> [The task]
An exact copy of all the entries is what is needed here.

☆ ☆ ☆ ☆

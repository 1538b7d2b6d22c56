use actix_web::{HttpRequest, HttpResponse, Result as ActixResult, web};
use once_cell::sync::Lazy;

use crate::middlewares::{self, RateLimit};
use crate::models::notifications::requests::{BatchEnqueueRequest, EnqueueNotificationRequest};
use crate::services::NotificationService;

// 懒加载的全局 NotificationService 实例
static NOTIFICATION_SERVICE: Lazy<NotificationService> =
    Lazy::new(NotificationService::new_lazy);

pub async fn enqueue(
    req: HttpRequest,
    payload: web::Json<EnqueueNotificationRequest>,
) -> ActixResult<HttpResponse> {
    NOTIFICATION_SERVICE.enqueue(payload.into_inner(), &req).await
}

pub async fn batch_enqueue(
    req: HttpRequest,
    payload: web::Json<BatchEnqueueRequest>,
) -> ActixResult<HttpResponse> {
    NOTIFICATION_SERVICE
        .batch_enqueue(payload.into_inner(), &req)
        .await
}

// 配置路由
// RequireJWT 在外层：限流键优先使用认证后的用户 ID
pub fn configure_notification_routes(cfg: &mut web::ServiceConfig) {
    cfg.service(
        web::scope("/api/v1/notifications")
            .wrap(middlewares::RequireJWT)
            .service(
                web::resource("")
                    .wrap(RateLimit::enqueue())
                    .route(web::post().to(enqueue)),
            )
            .service(
                web::resource("/batch")
                    .wrap(RateLimit::batch_enqueue())
                    .route(web::post().to(batch_enqueue)),
            ),
    );
}

#[cfg(test)]
mod tests {
    use std::sync::Arc;

    use actix_web::{App, test, web};

    use crate::cache::ObjectCache;
    use crate::cache::object_cache::moka::MokaCacheWrapper;
    use crate::middlewares::RequireJWT;
    use crate::queue::NotificationQueue;
    use crate::services::notifications::test_support::MockQueue;
    use crate::utils::jwt::JwtUtils;

    macro_rules! test_app {
        ($queue:expr) => {{
            let cache: Arc<dyn ObjectCache> =
                Arc::new(MokaCacheWrapper::new().expect("moka cache for tests"));
            let queue: Arc<dyn NotificationQueue> = $queue;
            test::init_service(
                App::new()
                    .app_data(web::Data::new(queue))
                    .app_data(web::Data::new(cache))
                    .service(
                        web::scope("/api/v1/notifications")
                            .wrap(RequireJWT)
                            .route("", web::post().to(super::enqueue))
                            .route("/batch", web::post().to(super::batch_enqueue)),
                    ),
            )
            .await
        }};
    }

    #[actix_web::test]
    async fn test_unauthenticated_post_is_rejected_by_middleware() {
        let queue = Arc::new(MockQueue::new());
        let app = test_app!(queue.clone());

        let request = test::TestRequest::post()
            .uri("/api/v1/notifications")
            .set_json(serde_json::json!({
                "type": "mention",
                "user_id": 7,
                "title": "hi",
                "body": "hello"
            }))
            .to_request();

        let response = test::call_service(&app, request).await;
        assert_eq!(
            response.status(),
            actix_web::http::StatusCode::UNAUTHORIZED
        );
        // 中间件拒绝发生在任何队列调用之前
        assert_eq!(queue.sent_count(), 0);
    }

    #[actix_web::test]
    async fn test_authenticated_post_enqueues_through_full_stack() {
        let queue = Arc::new(MockQueue::new());
        let app = test_app!(queue.clone());

        let token = JwtUtils::generate_access_token(3, "user").unwrap();
        let request = test::TestRequest::post()
            .uri("/api/v1/notifications")
            .insert_header(("Authorization", format!("Bearer {token}")))
            .set_json(serde_json::json!({
                "type": "comment-reply",
                "user_id": 7,
                "title": "新的评论回复",
                "body": "有人回复了你的评论"
            }))
            .to_request();

        let response = test::call_service(&app, request).await;
        assert_eq!(response.status(), actix_web::http::StatusCode::OK);
        assert_eq!(queue.sent_count(), 1);
        assert_eq!(queue.sent.lock().unwrap()[0].sender_user_id, 3);
    }

    #[actix_web::test]
    async fn test_unknown_notification_type_is_bad_request() {
        let queue = Arc::new(MockQueue::new());
        let app = test_app!(queue.clone());

        let token = JwtUtils::generate_access_token(3, "user").unwrap();
        let request = test::TestRequest::post()
            .uri("/api/v1/notifications")
            .insert_header(("Authorization", format!("Bearer {token}")))
            .set_json(serde_json::json!({
                "type": "broadcast",
                "user_id": 7,
                "title": "hi",
                "body": "hello"
            }))
            .to_request();

        let response = test::call_service(&app, request).await;
        assert_eq!(response.status(), actix_web::http::StatusCode::BAD_REQUEST);
        assert_eq!(queue.sent_count(), 0);
    }
}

☆ ☆ ☆ ☆

> [Response box]
repository 1538b7d2b6d22c56
use actix_web::{HttpRequest, HttpResponse, Result as ActixResult, web};
use once_cell::sync::Lazy;

use crate::middlewares::{self, RateLimit};
use crate::models::notifications::requests::{BatchEnqueueRequest, EnqueueNotificationRequest};
use crate::services::NotificationService;

// 懒加载的全局 NotificationService 实例
static NOTIFICATION_SERVICE: Lazy<NotificationService> =
    Lazy::new(NotificationService::new_lazy);

pub async fn enqueue(
    req: HttpRequest,
    payload: web::Json<EnqueueNotificationRequest>,
) -> ActixResult<HttpResponse> {
    NOTIFICATION_SERVICE.enqueue(payload.into_inner(), &req).await
}

pub async fn batch_enqueue(
    req: HttpRequest,
    payload: web::Json<BatchEnqueueRequest>,
) -> ActixResult<HttpResponse> {
    NOTIFICATION_SERVICE
        .batch_enqueue(payload.into_inner(), &req)
        .await
}

// 配置路由
// RequireJWT 在外层：限流键优先使用认证后的用户 ID
pub fn configure_notification_routes(cfg: &mut web::ServiceConfig) {
    cfg.service(
        web::scope("/api/v1/notifications")
            .wrap(middlewares::RequireJWT)
            .service(
                web::resource("")
                    .wrap(RateLimit::enqueue())
                    .route(web::post().to(enqueue)),
            )
            .service(
                web::resource("/batch")
                    .wrap(RateLimit::batch_enqueue())
                    .route(web::post().to(batch_enqueue)),
            ),
    );
}

#[cfg(test)]
mod tests {
    use std::sync::Arc;

    use actix_web::{App, test, web};

    use crate::cache::ObjectCache;
    use crate::cache::object_cache::moka::MokaCacheWrapper;
    use crate::middlewares::RequireJWT;
    use crate::queue::NotificationQueue;
    use crate::services::notifications::test_support::MockQueue;
    use crate::utils::jwt::JwtUtils;

    macro_rules! test_app {
        ($queue:expr) => {{
            let cache: Arc<dyn ObjectCache> =
                Arc::new(MokaCacheWrapper::new().expect("moka cache for tests"));
            let queue: Arc<dyn NotificationQueue> = $queue;
            test::init_service(
                App::new()
                    .app_data(web::Data::new(queue))
                    .app_data(web::Data::new(cache))
                    .service(
                        web::scope("/api/v1/notifications")
                            .wrap(RequireJWT)
                            .route("", web::post().to(super::enqueue))
                            .route("/batch", web::post().to(super::batch_enqueue)),
                    ),
            )
            .await
        }};
    }

    #[actix_web::test]
    async fn test_unauthenticated_post_is_rejected_by_middleware() {
        let queue = Arc::new(MockQueue::new());
        let app = test_app!(queue.clone());

        let request = test::TestRequest::post()
            .uri("/api/v1/notifications")
            .set_json(serde_json::json!({
                "type": "mention",
                "user_id": 7,
                "title": "hi",
                "body": "hello"
            }))
            .to_request();

        let response = test::call_service(&app, request).await;
        assert_eq!(
            response.status(),
            actix_web::http::StatusCode::UNAUTHORIZED
        );
        // 中间件拒绝发生在任何队列调用之前
        assert_eq!(queue.sent_count(), 0);
    }

    #[actix_web::test]
    async fn test_authenticated_post_enqueues_through_full_stack() {
        let queue = Arc::new(MockQueue::new());
        let app = test_app!(queue.clone());

        let token = JwtUtils::generate_access_token(3, "user").unwrap();
        let request = test::TestRequest::post()
            .uri("/api/v1/notifications")
            .insert_header(("Authorization", format!("Bearer {token}")))
            .set_json(serde_json::json!({
                "type": "comment-reply",
                "user_id": 7,
                "title": "新的评论回复",
                "body": "有人回复了你的评论"
            }))
            .to_request();

        let response = test::call_service(&app, request).await;
        assert_eq!(response.status(), actix_web::http::StatusCode::OK);
        assert_eq!(queue.sent_count(), 1);
        assert_eq!(queue.sent.lock().unwrap()[0].sender_user_id, 3);
    }

    #[actix_web::test]
    async fn test_unknown_notification_type_is_bad_request() {
        let queue = Arc::new(MockQueue::new());
        let app = test_app!(queue.clone());

        let token = JwtUtils::generate_access_token(3, "user").unwrap();
        let request = test::TestRequest::post()
            .uri("/api/v1/notifications")
            .insert_header(("Authorization", format!("Bearer {token}")))
            .set_json(serde_json::json!({
                "type": "broadcast",
                "user_id": 7,
                "title": "hi",
                "body": "hello"
            }))
            .to_request();

        let response = test::call_service(&app, request).await;
        assert_eq!(response.status(), actix_web::http::StatusCode::BAD_REQUEST);
        assert_eq!(queue.sent_count(), 0);
    }
}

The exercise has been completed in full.